Top of Data provided

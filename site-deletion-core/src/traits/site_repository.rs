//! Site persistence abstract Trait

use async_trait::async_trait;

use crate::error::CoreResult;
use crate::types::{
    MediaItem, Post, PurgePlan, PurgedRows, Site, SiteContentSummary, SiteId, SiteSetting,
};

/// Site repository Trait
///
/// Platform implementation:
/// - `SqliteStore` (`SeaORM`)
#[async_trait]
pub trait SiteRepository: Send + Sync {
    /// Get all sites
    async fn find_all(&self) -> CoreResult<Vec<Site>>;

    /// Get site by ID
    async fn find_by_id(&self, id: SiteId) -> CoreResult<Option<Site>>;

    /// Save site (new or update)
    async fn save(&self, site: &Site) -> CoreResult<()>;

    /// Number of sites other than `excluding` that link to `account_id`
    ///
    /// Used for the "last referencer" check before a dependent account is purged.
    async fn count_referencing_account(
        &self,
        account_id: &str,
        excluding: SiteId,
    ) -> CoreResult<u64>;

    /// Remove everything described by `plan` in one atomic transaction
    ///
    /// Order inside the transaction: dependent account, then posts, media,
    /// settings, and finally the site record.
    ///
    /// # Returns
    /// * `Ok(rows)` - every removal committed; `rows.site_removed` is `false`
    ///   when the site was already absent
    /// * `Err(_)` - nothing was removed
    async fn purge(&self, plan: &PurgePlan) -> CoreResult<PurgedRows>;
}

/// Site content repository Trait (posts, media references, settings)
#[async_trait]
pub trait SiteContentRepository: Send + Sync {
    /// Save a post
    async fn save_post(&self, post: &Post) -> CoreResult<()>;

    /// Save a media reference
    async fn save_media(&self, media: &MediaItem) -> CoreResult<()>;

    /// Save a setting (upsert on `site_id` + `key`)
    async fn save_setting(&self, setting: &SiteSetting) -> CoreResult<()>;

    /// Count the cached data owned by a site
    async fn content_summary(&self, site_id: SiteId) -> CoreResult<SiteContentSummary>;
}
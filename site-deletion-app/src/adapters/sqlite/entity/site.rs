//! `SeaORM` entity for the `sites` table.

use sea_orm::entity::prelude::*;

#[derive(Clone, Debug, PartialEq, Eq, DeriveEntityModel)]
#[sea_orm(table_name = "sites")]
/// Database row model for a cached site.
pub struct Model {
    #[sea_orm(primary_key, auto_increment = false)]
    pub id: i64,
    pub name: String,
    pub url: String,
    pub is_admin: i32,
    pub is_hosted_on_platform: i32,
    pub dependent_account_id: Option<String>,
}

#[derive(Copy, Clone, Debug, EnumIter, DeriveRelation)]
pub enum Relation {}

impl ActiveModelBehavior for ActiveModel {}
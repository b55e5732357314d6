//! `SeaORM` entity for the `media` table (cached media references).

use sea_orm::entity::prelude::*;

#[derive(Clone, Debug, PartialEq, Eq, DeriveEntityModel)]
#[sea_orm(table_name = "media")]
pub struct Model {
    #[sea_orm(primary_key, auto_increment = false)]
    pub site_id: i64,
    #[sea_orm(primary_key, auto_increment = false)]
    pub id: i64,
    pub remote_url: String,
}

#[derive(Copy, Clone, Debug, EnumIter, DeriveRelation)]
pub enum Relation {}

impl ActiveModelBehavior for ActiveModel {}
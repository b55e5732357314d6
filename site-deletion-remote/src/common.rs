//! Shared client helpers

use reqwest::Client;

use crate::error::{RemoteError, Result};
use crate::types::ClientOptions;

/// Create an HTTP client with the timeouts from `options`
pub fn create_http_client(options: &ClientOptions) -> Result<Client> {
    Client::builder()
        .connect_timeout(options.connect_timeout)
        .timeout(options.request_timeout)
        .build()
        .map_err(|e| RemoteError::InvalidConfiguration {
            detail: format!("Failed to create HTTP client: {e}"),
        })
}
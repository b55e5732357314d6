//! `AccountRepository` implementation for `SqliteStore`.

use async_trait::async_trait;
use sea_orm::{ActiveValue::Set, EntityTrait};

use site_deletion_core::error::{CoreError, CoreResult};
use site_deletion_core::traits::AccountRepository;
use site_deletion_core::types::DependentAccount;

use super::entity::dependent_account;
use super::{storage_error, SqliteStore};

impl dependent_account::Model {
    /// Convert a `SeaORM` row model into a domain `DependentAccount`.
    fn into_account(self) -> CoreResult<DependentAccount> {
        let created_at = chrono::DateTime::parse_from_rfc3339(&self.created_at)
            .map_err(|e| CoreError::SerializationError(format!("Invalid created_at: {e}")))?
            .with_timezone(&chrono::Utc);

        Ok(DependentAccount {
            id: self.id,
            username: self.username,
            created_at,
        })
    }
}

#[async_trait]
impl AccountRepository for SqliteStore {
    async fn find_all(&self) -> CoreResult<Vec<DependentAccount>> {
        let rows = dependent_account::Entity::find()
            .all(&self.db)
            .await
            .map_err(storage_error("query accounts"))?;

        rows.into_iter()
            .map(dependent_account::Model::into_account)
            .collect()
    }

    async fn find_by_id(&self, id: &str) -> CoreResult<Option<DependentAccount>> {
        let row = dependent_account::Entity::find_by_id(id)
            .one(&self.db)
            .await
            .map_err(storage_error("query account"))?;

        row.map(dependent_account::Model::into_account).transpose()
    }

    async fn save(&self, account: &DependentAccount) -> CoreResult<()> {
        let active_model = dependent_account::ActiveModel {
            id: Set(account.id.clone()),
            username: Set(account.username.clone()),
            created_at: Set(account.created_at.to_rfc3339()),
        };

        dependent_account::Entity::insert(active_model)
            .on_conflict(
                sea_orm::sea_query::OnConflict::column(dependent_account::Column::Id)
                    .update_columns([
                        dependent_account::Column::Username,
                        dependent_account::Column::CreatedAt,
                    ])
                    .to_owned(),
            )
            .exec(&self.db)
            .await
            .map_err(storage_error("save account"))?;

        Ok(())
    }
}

Bottom of Data provided

The whole of the data above must be given again, unaltered and complete.

filename site-deletion-core/src/traits/site_repository.rs
//! Site persistence abstract Trait

use async_trait::async_trait;

use crate::error::CoreResult;
use crate::types::{
    MediaItem, Post, PurgePlan, PurgedRows, Site, SiteContentSummary, SiteId, SiteSetting,
};

/// Site repository Trait
///
/// Platform implementation:
/// - `SqliteStore` (`SeaORM`)
#[async_trait]
pub trait SiteRepository: Send + Sync {
    /// Get all sites
    async fn find_all(&self) -> CoreResult<Vec<Site>>;

    /// Get site by ID
    async fn find_by_id(&self, id: SiteId) -> CoreResult<Option<Site>>;

    /// Save site (new or update)
    async fn save(&self, site: &Site) -> CoreResult<()>;

    /// Number of sites other than `excluding` that link to `account_id`
    ///
    /// Used for the "last referencer" check before a dependent account is purged.
    async fn count_referencing_account(
        &self,
        account_id: &str,
        excluding: SiteId,
    ) -> CoreResult<u64>;

    /// Remove everything described by `plan` in one atomic transaction
    ///
    /// Order inside the transaction: dependent account, then posts, media,
    /// settings, and finally the site record.
    ///
    /// # Returns
    /// * `Ok(rows)` - every removal committed; `rows.site_removed` is `false`
    ///   when the site was already absent
    /// * `Err(_)` - nothing was removed
    async fn purge(&self, plan: &PurgePlan) -> CoreResult<PurgedRows>;
}

/// Site content repository Trait (posts, media references, settings)
#[async_trait]
pub trait SiteContentRepository: Send + Sync {
    /// Save a post
    async fn save_post(&self, post: &Post) -> CoreResult<()>;

    /// Save a media reference
    async fn save_media(&self, media: &MediaItem) -> CoreResult<()>;

    /// Save a setting (upsert on `site_id` + `key`)
    async fn save_setting(&self, setting: &SiteSetting) -> CoreResult<()>;

    /// Count the cached data owned by a site
    async fn content_summary(&self, site_id: SiteId) -> CoreResult<SiteContentSummary>;
}
filename site-deletion-app/src/adapters/sqlite/entity/site.rs
//! `SeaORM` entity for the `sites` table.

use sea_orm::entity::prelude::*;

#[derive(Clone, Debug, PartialEq, Eq, DeriveEntityModel)]
#[sea_orm(table_name = "sites")]
/// Database row model for a cached site.
pub struct Model {
    #[sea_orm(primary_key, auto_increment = false)]
    pub id: i64,
    pub name: String,
    pub url: String,
    pub is_admin: i32,
    pub is_hosted_on_platform: i32,
    pub dependent_account_id: Option<String>,
}

#[derive(Copy, Clone, Debug, EnumIter, DeriveRelation)]
pub enum Relation {}

impl ActiveModelBehavior for ActiveModel {}
repository b55e5732357314d6
//! `SeaORM` entity for the `media` table (cached media references).

use sea_orm::entity::prelude::*;

#[derive(Clone, Debug, PartialEq, Eq, DeriveEntityModel)]
#[sea_orm(table_name = "media")]
pub struct Model {
    #[sea_orm(primary_key, auto_increment = false)]
    pub site_id: i64,
    #[sea_orm(primary_key, auto_increment = false)]
    pub id: i64,
    pub remote_url: String,
}

#[derive(Copy, Clone, Debug, EnumIter, DeriveRelation)]
pub enum Relation {}

impl ActiveModelBehavior for ActiveModel {}
repository b55e5732357314d6
filename site-deletion-remote/src/common.rs
//! Shared client helpers

use reqwest::Client;

use crate::error::{RemoteError, Result};
use crate::types::ClientOptions;

/// Create an HTTP client with the timeouts from `options`
pub fn create_http_client(options: &ClientOptions) -> Result<Client> {
    Client::builder()
        .connect_timeout(options.connect_timeout)
        .timeout(options.request_timeout)
        .build()
        .map_err(|e| RemoteError::InvalidConfiguration {
            detail: format!("Failed to create HTTP client: {e}"),
        })
}
repository b55e5732357314d6
//! `AccountRepository` implementation for `SqliteStore`.

use async_trait::async_trait;
use sea_orm::{ActiveValue::Set, EntityTrait};

use site_deletion_core::error::{CoreError, CoreResult};
use site_deletion_core::traits::AccountRepository;
use site_deletion_core::types::DependentAccount;

use super::entity::dependent_account;
use super::{storage_error, SqliteStore};

impl dependent_account::Model {
    /// Convert a `SeaORM` row model into a domain `DependentAccount`.
    fn into_account(self) -> CoreResult<DependentAccount> {
        let created_at = chrono::DateTime::parse_from_rfc3339(&self.created_at)
            .map_err(|e| CoreError::SerializationError(format!("Invalid created_at: {e}")))?
            .with_timezone(&chrono::Utc);

        Ok(DependentAccount {
            id: self.id,
            username: self.username,
            created_at,
        })
    }
}

#[async_trait]
impl AccountRepository for SqliteStore {
    async fn find_all(&self) -> CoreResult<Vec<DependentAccount>> {
        let rows = dependent_account::Entity::find()
            .all(&self.db)
            .await
            .map_err(storage_error("query accounts"))?;

        rows.into_iter()
            .map(dependent_account::Model::into_account)
            .collect()
    }

    async fn find_by_id(&self, id: &str) -> CoreResult<Option<DependentAccount>> {
        let row = dependent_account::Entity::find_by_id(id)
            .one(&self.db)
            .await
            .map_err(storage_error("query account"))?;

        row.map(dependent_account::Model::into_account).transpose()
    }

    async fn save(&self, account: &DependentAccount) -> CoreResult<()> {
        let active_model = dependent_account::ActiveModel {
            id: Set(account.id.clone()),
            username: Set(account.username.clone()),
            created_at: Set(account.created_at.to_rfc3339()),
        };

        dependent_account::Entity::insert(active_model)
            .on_conflict(
                sea_orm::sea_query::OnConflict::column(dependent_account::Column::Id)
                    .update_columns([
                        dependent_account::Column::Username,
                        dependent_account::Column::CreatedAt,
                    ])
                    .to_owned(),
            )
            .exec(&self.db)
            .await
            .map_err(storage_error("save account"))?;

        Ok(())
    }
}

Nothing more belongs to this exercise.